Hyperoxia has been thought to be a cause of DNA damage and mutagenesis for decades (7, 8). More recent studies indicate that oxidant-mediated lung injury is associated with DNA damage as evidenced by an increase in p53 and p53-related gene products (9–11). Nonetheless, it is not clear how DNA damage and acute lung injury are linked and whether repair of acute DNA damage will reduce lung cell injury.

Oxygen and other oxidizing agents cause DNA single- and double-strand breaks that may result in cell death (12, 13). The main products of oxygen-induced DNA damage are 8-oxo-7,8-dihydro-2'-deoxyguanosine and imidazole ring–opened guanine (Fapy-Gua), followed by imidazole ring–opened adenine (Fapy-Ade) and cytosine glycol (14). Generation of oxidative DNA damage is prevented by antioxidant enzymes such as catalase (14) and superoxide dismutase (14) by reducing the amount and toxicity of ROS.

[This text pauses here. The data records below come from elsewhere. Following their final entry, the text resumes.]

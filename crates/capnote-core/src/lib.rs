//! # capnote-core
//!
//! Core types, traits, and abstractions for the capnote capture pipeline.
//!
//! This crate provides the data model shared by every stage of the pipeline
//! (incoming messages, extracted articles, note drafts), the error taxonomy,
//! and the capability traits that concrete extractors, note services and
//! message logs implement.

pub mod defaults;
pub mod error;
pub mod logging;
pub mod models;
pub mod traits;

// Re-export commonly used types at crate root
pub use error::{Error, Result};
pub use models::*;
pub use traits::*;
//! Tracing subscriber setup for the CLI host.
//!
//! Environment variables:
//!   LOG_FORMAT  - "json" or "text" (default: "text")
//!   LOG_FILE    - path to log file (optional, enables daily-rotated file logging)
//!   LOG_ANSI    - "true"/"false" override ANSI colors (auto-detected by default)
//!   RUST_LOG    - standard env filter (default: [`DEFAULT_FILTER`])

use std::path::Path;

use tracing_appender::non_blocking::WorkerGuard;
use tracing_subscriber::{layer::SubscriberExt, util::SubscriberInitExt, EnvFilter};

pub const DEFAULT_FILTER: &str =
    "capnote=info,capnote_capture=info,capnote_extract=info,capnote_notes=info,capnote_db=info";

const DEFAULT_LOG_FILE_NAME: &str = "capnote.log";

#[derive(Debug, Clone, PartialEq, Eq)]
pub struct LogSettings {
    pub json: bool,
    pub file: Option<String>,
    pub ansi: Option<bool>,
}

impl LogSettings {
    pub fn from_env() -> Self {
        Self::from_vars(
            std::env::var("LOG_FORMAT").ok(),
            std::env::var("LOG_FILE").ok(),
            std::env::var("LOG_ANSI").ok(),
        )
    }

    fn from_vars(format: Option<String>, file: Option<String>, ansi: Option<String>) -> Self {
        Self {
            json: format.as_deref() == Some("json"),
            file: file.filter(|f| !f.is_empty()),
            ansi: ansi.map(|v| v == "true" || v == "1"),
        }
    }
}

/// Install the global subscriber. Keep the returned guard alive for the
/// life of the process so buffered file output is flushed.
///
/// Logs go to stderr; stdout is left for reports.
pub fn init(settings: &LogSettings) -> Option<WorkerGuard> {
    let env_filter = EnvFilter::try_from_default_env().unwrap_or_else(|_| DEFAULT_FILTER.into());
    let registry = tracing_subscriber::registry().with(env_filter);

    if let Some(ref path) = settings.file {
        let path = Path::new(path);
        let file_dir = path.parent().unwrap_or(Path::new("."));
        let file_name = path
            .file_name()
            .and_then(|f| f.to_str())
            .unwrap_or(DEFAULT_LOG_FILE_NAME);
        let file_appender = tracing_appender::rolling::daily(file_dir, file_name);
        let (non_blocking, guard) = tracing_appender::non_blocking(file_appender);

        if settings.json {
            registry
                .with(tracing_subscriber::fmt::layer().json().with_writer(non_blocking))
                .init();
        } else {
            let layer = tracing_subscriber::fmt::layer()
                .with_writer(non_blocking)
                .with_ansi(settings.ansi.unwrap_or(false));
            registry.with(layer).init();
        }
        Some(guard)
    } else {
        if settings.json {
            registry
                .with(tracing_subscriber::fmt::layer().json().with_writer(std::io::stderr))
                .init();
        } else {
            let mut layer = tracing_subscriber::fmt::layer().with_writer(std::io::stderr);
            if let Some(ansi) = settings.ansi {
                layer = layer.with_ansi(ansi);
            }
            registry.with(layer).init();
        }
        None
    }
}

Eukaryotes possess a number of DNA repair enzymes that can rapidly reverse DNA damage. One of the key DNA repair enzymes involved in the base excision repair (BER) pathway in human cells to reverse oxidant-mediated DNA damage is 8-oxoguanine DNA glycosylase (hOgg1) (15, 16). hOgg1 is a functional, but not structural, analog of the Escherichia coli formamidopyrimidine-DNA glycosylase (Fpg) (17, 18). hOgg1 removes 7,8-dihydro-8-oxoguanine (8-oxoG) and other oxidative guanine modifications from nuclear and mitochondrial DNA. hOgg1 is present in mitochondria as well as in nuclei of human cells (19), as mitochondrial DNA is even more prone to oxidant-mediated damage than nuclear DNA is (20, 21). Wilson and colleagues have reported that BER protein Ogg1 can repair mtDNA damage in human cells (22). Deletion of the Ogg1 gene results in accumulation of 8-oxoG and an increase in mutational risk (23, 24). Fpg repairs 8-oxo purines, FaPy purines, and the imidazole ring–opened aminoethyl purines (25). Ogg1 deficiency in yeast, as well as Fpg deficiency in bacteria, results in a spontaneous mutator phenotype (26).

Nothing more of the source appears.